*** Supplied entries Section Begins ***
use actix_web::http::StatusCode;
use serde_json::json;

use super::helpers::{checkout_body, TestServer, ADMIN_KEY};

#[actix_web::test]
async fn admin_surface_requires_the_api_key() {
    let server = TestServer::new().await;
    let (status, _) = server.get("/admin/orders/1").await;
    assert_eq!(status, StatusCode::UNAUTHORIZED);
    let (status, _) = server.get_with_key("/admin/orders/1", "not-the-key").await;
    assert_eq!(status, StatusCode::UNAUTHORIZED);
    // With the right key the request reaches the handler (and 404s, since nothing exists yet).
    let (status, _) = server.get_with_key("/admin/orders/1", ADMIN_KEY).await;
    assert_eq!(status, StatusCode::NOT_FOUND);
}

#[actix_web::test]
async fn admin_walks_an_order_to_delivery() {
    let server = TestServer::new().await;
    let product = server.seed_default_product().await;
    let (_, order) = server.post("/checkout", checkout_body(product, "cod")).await;
    let order_id = order["order_id"].as_i64().unwrap();
    let path = format!("/admin/orders/{order_id}/status");

    for body in [
        json!({ "status": "Confirmed", "payment_status": "Paid" }),
        json!({ "status": "Processing" }),
        json!({ "status": "Shipped" }),
        json!({ "status": "Delivered", "courier_confirmed": true }),
    ] {
        let (status, response) = server.post_with_key(&path, body, ADMIN_KEY).await;
        assert_eq!(status, StatusCode::OK, "response: {response}");
    }

    let (_, snapshot) = server.get_with_key(&format!("/admin/orders/{order_id}"), ADMIN_KEY).await;
    assert_eq!(snapshot["order"]["status"], "Delivered");
    assert_eq!(snapshot["order"]["payment_status"], "Paid");
}

#[actix_web::test]
async fn illegal_transitions_are_conflicts() {
    let server = TestServer::new().await;
    let product = server.seed_default_product().await;
    let (_, order) = server.post("/checkout", checkout_body(product, "cod")).await;
    let order_id = order["order_id"].as_i64().unwrap();
    let path = format!("/admin/orders/{order_id}/status");

    // Fulfilment only ever moves forward.
    let (status, _) = server.post_with_key(&path, json!({ "status": "Confirmed" }), ADMIN_KEY).await;
    assert_eq!(status, StatusCode::OK);
    let (status, _) = server.post_with_key(&path, json!({ "status": "Pending" }), ADMIN_KEY).await;
    assert_eq!(status, StatusCode::CONFLICT);
    // An empty request is a client error, not a no-op.
    let (status, _) = server.post_with_key(&path, json!({}), ADMIN_KEY).await;
    assert_eq!(status, StatusCode::BAD_REQUEST);
}

#[actix_web::test]
async fn admin_creates_an_order_without_provider_initiation() {
    let server = TestServer::new().await;
    let product = server.seed_default_product().await;
    let (status, body) = server.post_with_key("/admin/orders", checkout_body(product, "bank_transfer"), ADMIN_KEY).await;
    assert_eq!(status, StatusCode::OK, "body: {body}");
    assert_eq!(body["payment"]["type"], "none");

    let order_id = body["order_id"].as_i64().unwrap();
    let (_, snapshot) = server.get_with_key(&format!("/admin/orders/{order_id}"), ADMIN_KEY).await;
    assert_eq!(snapshot["order"]["created_by_admin"], true);
    assert_eq!(snapshot["order"]["source"], "Admin");
}
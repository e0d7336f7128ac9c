//! Integration tests for the side-effect coordinator: stock movement, the referral-earning lifecycle and
//! the seller-balance release gate.
use chrono::Duration;
use pasal_common::Rupee;
use pasal_payment_engine::{
    db_types::{EarningStatus, NewOrder, NewOrderItem, Order, OrderStatus, PaymentStatus, StatusUpdate, TransitionSource},
    events::EventProducers,
    test_utils::{force_order_state, prepare_test_env, product_stock, random_db_path, seed_product},
    EngineConfig,
    OrderFlowApi,
    OrderManagement,
    SqliteDatabase,
};

async fn new_api(config: EngineConfig) -> OrderFlowApi<SqliteDatabase> {
    let url = random_db_path();
    let db = prepare_test_env(&url).await;
    OrderFlowApi::new(db, EventProducers::default(), config)
}

async fn deliver(api: &OrderFlowApi<SqliteDatabase>, order_id: i64, source: TransitionSource) -> Order {
    for status in [OrderStatus::Processing, OrderStatus::Shipped] {
        api.request_transition(order_id, StatusUpdate::status(status), TransitionSource::Admin).await.unwrap();
    }
    api.request_transition(order_id, StatusUpdate::status(OrderStatus::Delivered), source)
        .await
        .unwrap()
        .expect("delivery transition")
        .order
}

#[tokio::test]
async fn stock_is_decremented_once_and_restored_once() {
    let api = new_api(EngineConfig::default()).await;
    let product = seed_product(api.db(), "Himalayan salt 1kg", Rupee::from_rupees(200), 10, None, None).await;
    let (order, _) = api
        .process_new_order(NewOrder::new("INV-2001", 1, "cod"), vec![NewOrderItem { product_id: product, quantity: 3 }])
        .await
        .unwrap();
    assert_eq!(product_stock(api.db(), product).await, 10, "stock is not committed at checkout");

    api.request_transition(order.id, StatusUpdate::status(OrderStatus::Confirmed), TransitionSource::Admin)
        .await
        .unwrap();
    assert_eq!(product_stock(api.db(), product).await, 7);

    // Further forward movement does not decrement again.
    api.request_transition(order.id, StatusUpdate::status(OrderStatus::Processing), TransitionSource::Admin)
        .await
        .unwrap();
    assert_eq!(product_stock(api.db(), product).await, 7);

    api.request_transition(order.id, StatusUpdate::status(OrderStatus::Cancelled), TransitionSource::Admin)
        .await
        .unwrap();
    assert_eq!(product_stock(api.db(), product).await, 10, "cancellation restores exactly what was taken");
}

#[tokio::test]
async fn oversold_order_restores_only_what_was_taken() {
    let api = new_api(EngineConfig::default()).await;
    // Only 2 on the shelf; the customer orders 5.
    let product = seed_product(api.db(), "Lapsi candy jar", Rupee::from_rupees(150), 2, None, None).await;
    let (order, _) = api
        .process_new_order(NewOrder::new("INV-2009", 1, "cod"), vec![NewOrderItem { product_id: product, quantity: 5 }])
        .await
        .unwrap();

    api.request_transition(order.id, StatusUpdate::status(OrderStatus::Confirmed), TransitionSource::Admin)
        .await
        .unwrap();
    assert_eq!(product_stock(api.db(), product).await, 0, "the decrement floors at zero");

    api.request_transition(order.id, StatusUpdate::status(OrderStatus::Cancelled), TransitionSource::Admin)
        .await
        .unwrap();
    assert_eq!(product_stock(api.db(), product).await, 2, "only the 2 units actually taken come back");
}

#[tokio::test]
async fn cancelling_a_fresh_order_never_restores_stock() {
    let api = new_api(EngineConfig::default()).await;
    let product = seed_product(api.db(), "Juju dhau crock", Rupee::from_rupees(350), 4, None, None).await;
    let (order, _) = api
        .process_new_order(NewOrder::new("INV-2002", 1, "khalti"), vec![NewOrderItem { product_id: product, quantity: 2 }])
        .await
        .unwrap();

    // Never confirmed, so stock was never taken. Cancelling must not add phantom inventory.
    api.request_transition(order.id, StatusUpdate::status(OrderStatus::Cancelled), TransitionSource::Poll)
        .await
        .unwrap();
    assert_eq!(product_stock(api.db(), product).await, 4);
}

#[tokio::test]
async fn repeating_a_transition_recovers_unapplied_side_effects() {
    let api = new_api(EngineConfig::default()).await;
    let product = seed_product(api.db(), "Chiya masala tin", Rupee::from_rupees(250), 6, None, Some(1000)).await;
    let mut order = NewOrder::new("INV-2010", 14, "cod");
    order.referred_by = Some(88);
    let (order, _) =
        api.process_new_order(order, vec![NewOrderItem { product_id: product, quantity: 2 }]).await.unwrap();

    // The transition committed but the process died before the coordinator ran.
    force_order_state(api.db(), order.id, OrderStatus::Confirmed, PaymentStatus::Paid).await;
    assert_eq!(product_stock(api.db(), product).await, 6);
    assert!(api.db().fetch_earning_for_order(order.id).await.unwrap().is_none());

    // Retrying the same tuple is a no-op on the order, but the missed effects are applied now.
    let change = api
        .request_transition(order.id, StatusUpdate::both(OrderStatus::Confirmed, PaymentStatus::Paid), TransitionSource::Admin)
        .await
        .unwrap();
    assert!(change.is_none());
    assert_eq!(product_stock(api.db(), product).await, 4);
    assert!(api.db().fetch_earning_for_order(order.id).await.unwrap().is_some());

    // And a further retry changes nothing more.
    api.request_transition(order.id, StatusUpdate::both(OrderStatus::Confirmed, PaymentStatus::Paid), TransitionSource::Admin)
        .await
        .unwrap();
    assert_eq!(product_stock(api.db(), product).await, 4);
}

#[tokio::test]
async fn referral_earning_lifecycle_pending_to_paid() {
    let api = new_api(EngineConfig::default()).await;
    // 10% commission on a Rs 1000 product.
    let product = seed_product(api.db(), "Allo fabric scarf", Rupee::from_rupees(1000), 10, None, Some(1000)).await;
    let mut order = NewOrder::new("INV-2003", 7, "cod");
    order.referred_by = Some(99);
    let (order, _) =
        api.process_new_order(order, vec![NewOrderItem { product_id: product, quantity: 1 }]).await.unwrap();

    api.request_transition(order.id, StatusUpdate::both(OrderStatus::Confirmed, PaymentStatus::Paid), TransitionSource::Admin)
        .await
        .unwrap();
    let earning = api.db().fetch_earning_for_order(order.id).await.unwrap().expect("earning created on confirmation");
    assert_eq!(earning.status, EarningStatus::Pending);
    assert_eq!(earning.amount, Rupee::from_rupees(100));
    assert_eq!(api.db().referral_balance(99).await.unwrap(), Rupee::default(), "pending earnings are not spendable");

    deliver(&api, order.id, TransitionSource::Admin).await;
    let earning = api.db().fetch_earning_for_order(order.id).await.unwrap().unwrap();
    assert_eq!(earning.status, EarningStatus::Paid);
    assert_eq!(api.db().referral_balance(99).await.unwrap(), Rupee::from_rupees(100));

    // The balance is now withdrawable.
    let withdrawal = api.process_withdrawal(99, Rupee::from_rupees(60)).await.unwrap();
    assert_eq!(withdrawal.amount, Rupee::from_rupees(60));
    assert_eq!(api.db().referral_balance(99).await.unwrap(), Rupee::from_rupees(40));
}

#[tokio::test]
async fn cancellation_cancels_the_pending_earning() {
    let api = new_api(EngineConfig::default()).await;
    let product = seed_product(api.db(), "Mithila painting", Rupee::from_rupees(2000), 3, None, Some(500)).await;
    let mut order = NewOrder::new("INV-2004", 8, "cod");
    order.referred_by = Some(55);
    let (order, _) =
        api.process_new_order(order, vec![NewOrderItem { product_id: product, quantity: 1 }]).await.unwrap();

    api.request_transition(order.id, StatusUpdate::status(OrderStatus::Confirmed), TransitionSource::Admin)
        .await
        .unwrap();
    assert!(api.db().fetch_earning_for_order(order.id).await.unwrap().is_some());

    api.request_transition(order.id, StatusUpdate::status(OrderStatus::Cancelled), TransitionSource::Admin)
        .await
        .unwrap();
    assert!(api.db().fetch_earning_for_order(order.id).await.unwrap().is_none(), "no non-cancelled earning remains");
    assert_eq!(api.db().referral_balance(55).await.unwrap(), Rupee::default());
}

#[tokio::test]
async fn refund_reverses_a_paid_earning() {
    let api = new_api(EngineConfig::default()).await;
    let product = seed_product(api.db(), "Nettle tea box", Rupee::from_rupees(500), 10, None, Some(1000)).await;
    let mut order = NewOrder::new("INV-2005", 9, "cod");
    order.referred_by = Some(77);
    let (order, _) =
        api.process_new_order(order, vec![NewOrderItem { product_id: product, quantity: 2 }]).await.unwrap();

    api.request_transition(order.id, StatusUpdate::both(OrderStatus::Confirmed, PaymentStatus::Paid), TransitionSource::Admin)
        .await
        .unwrap();
    deliver(&api, order.id, TransitionSource::Admin).await;
    assert_eq!(api.db().referral_balance(77).await.unwrap(), Rupee::from_rupees(100));

    api.request_transition(order.id, StatusUpdate::payment(PaymentStatus::Refunded), TransitionSource::Admin)
        .await
        .unwrap();
    assert_eq!(api.db().referral_balance(77).await.unwrap(), Rupee::default(), "paid earning is clawed back");
}

#[tokio::test]
async fn courier_delivery_releases_seller_balance_immediately() {
    let api = new_api(EngineConfig::default()).await;
    let product = seed_product(api.db(), "Bamboo basket", Rupee::from_rupees(600), 5, Some(31), None).await;
    let mut order = NewOrder::new("INV-2006", 10, "cod");
    order.seller_id = Some(31);
    let (order, _) =
        api.process_new_order(order, vec![NewOrderItem { product_id: product, quantity: 2 }]).await.unwrap();

    api.request_transition(order.id, StatusUpdate::both(OrderStatus::Confirmed, PaymentStatus::Paid), TransitionSource::Admin)
        .await
        .unwrap();
    let delivered = deliver(&api, order.id, TransitionSource::Courier).await;
    assert!(delivered.delivered_at.is_some());

    // Courier confirmation waives the wait period. Released amount is the merchandise value.
    assert_eq!(api.db().seller_balance(31).await.unwrap(), Rupee::from_rupees(1200));

    // The sweep finds nothing left to do and nothing doubles.
    let sweep = api.retry_pending_releases().await.unwrap();
    assert!(sweep.released.is_empty());
    assert_eq!(api.db().seller_balance(31).await.unwrap(), Rupee::from_rupees(1200));
}

#[tokio::test]
async fn admin_delivery_waits_out_the_hold_period() {
    let api = new_api(EngineConfig::default()).await;
    let product = seed_product(api.db(), "Felt slippers", Rupee::from_rupees(450), 5, Some(32), None).await;
    let mut order = NewOrder::new("INV-2007", 11, "cod");
    order.seller_id = Some(32);
    let (order, _) =
        api.process_new_order(order, vec![NewOrderItem { product_id: product, quantity: 1 }]).await.unwrap();

    api.request_transition(order.id, StatusUpdate::both(OrderStatus::Confirmed, PaymentStatus::Paid), TransitionSource::Admin)
        .await
        .unwrap();
    deliver(&api, order.id, TransitionSource::Admin).await;
    assert_eq!(api.db().seller_balance(32).await.unwrap(), Rupee::default(), "held during the wait period");

    let sweep = api.retry_pending_releases().await.unwrap();
    assert!(sweep.released.is_empty());
    assert_eq!(sweep.still_waiting, 1);
}

#[tokio::test]
async fn release_sweep_pays_out_after_the_wait() {
    // Zero wait stands in for "24 hours have passed".
    let api = new_api(EngineConfig::default().with_release_wait(Duration::zero())).await;
    let product = seed_product(api.db(), "Yak wool blanket", Rupee::from_rupees(3000), 2, Some(33), None).await;
    let mut order = NewOrder::new("INV-2008", 12, "cod");
    order.seller_id = Some(33);
    let (order, _) =
        api.process_new_order(order, vec![NewOrderItem { product_id: product, quantity: 1 }]).await.unwrap();

    api.request_transition(order.id, StatusUpdate::both(OrderStatus::Confirmed, PaymentStatus::Paid), TransitionSource::Admin)
        .await
        .unwrap();
    deliver(&api, order.id, TransitionSource::Admin).await;

    // With the wait elapsed the delivery itself already released. A second sweep changes nothing.
    assert_eq!(api.db().seller_balance(33).await.unwrap(), Rupee::from_rupees(3000));
    let sweep = api.retry_pending_releases().await.unwrap();
    assert!(sweep.released.is_empty());
    assert_eq!(api.db().seller_balance(33).await.unwrap(), Rupee::from_rupees(3000));
}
*** Supplied entries Section Ends ***
What the exercise asks:
Scan the data for the word "StatusCode" and copy every line where it shows up.

Answer to the problem:
use actix_web::http::StatusCode;
    assert_eq!(status, StatusCode::UNAUTHORIZED);
    assert_eq!(status, StatusCode::UNAUTHORIZED);
    assert_eq!(status, StatusCode::NOT_FOUND);
        assert_eq!(status, StatusCode::OK, "response: {response}");
    assert_eq!(status, StatusCode::OK);
    assert_eq!(status, StatusCode::CONFLICT);
    assert_eq!(status, StatusCode::BAD_REQUEST);
    assert_eq!(status, StatusCode::OK, "body: {body}");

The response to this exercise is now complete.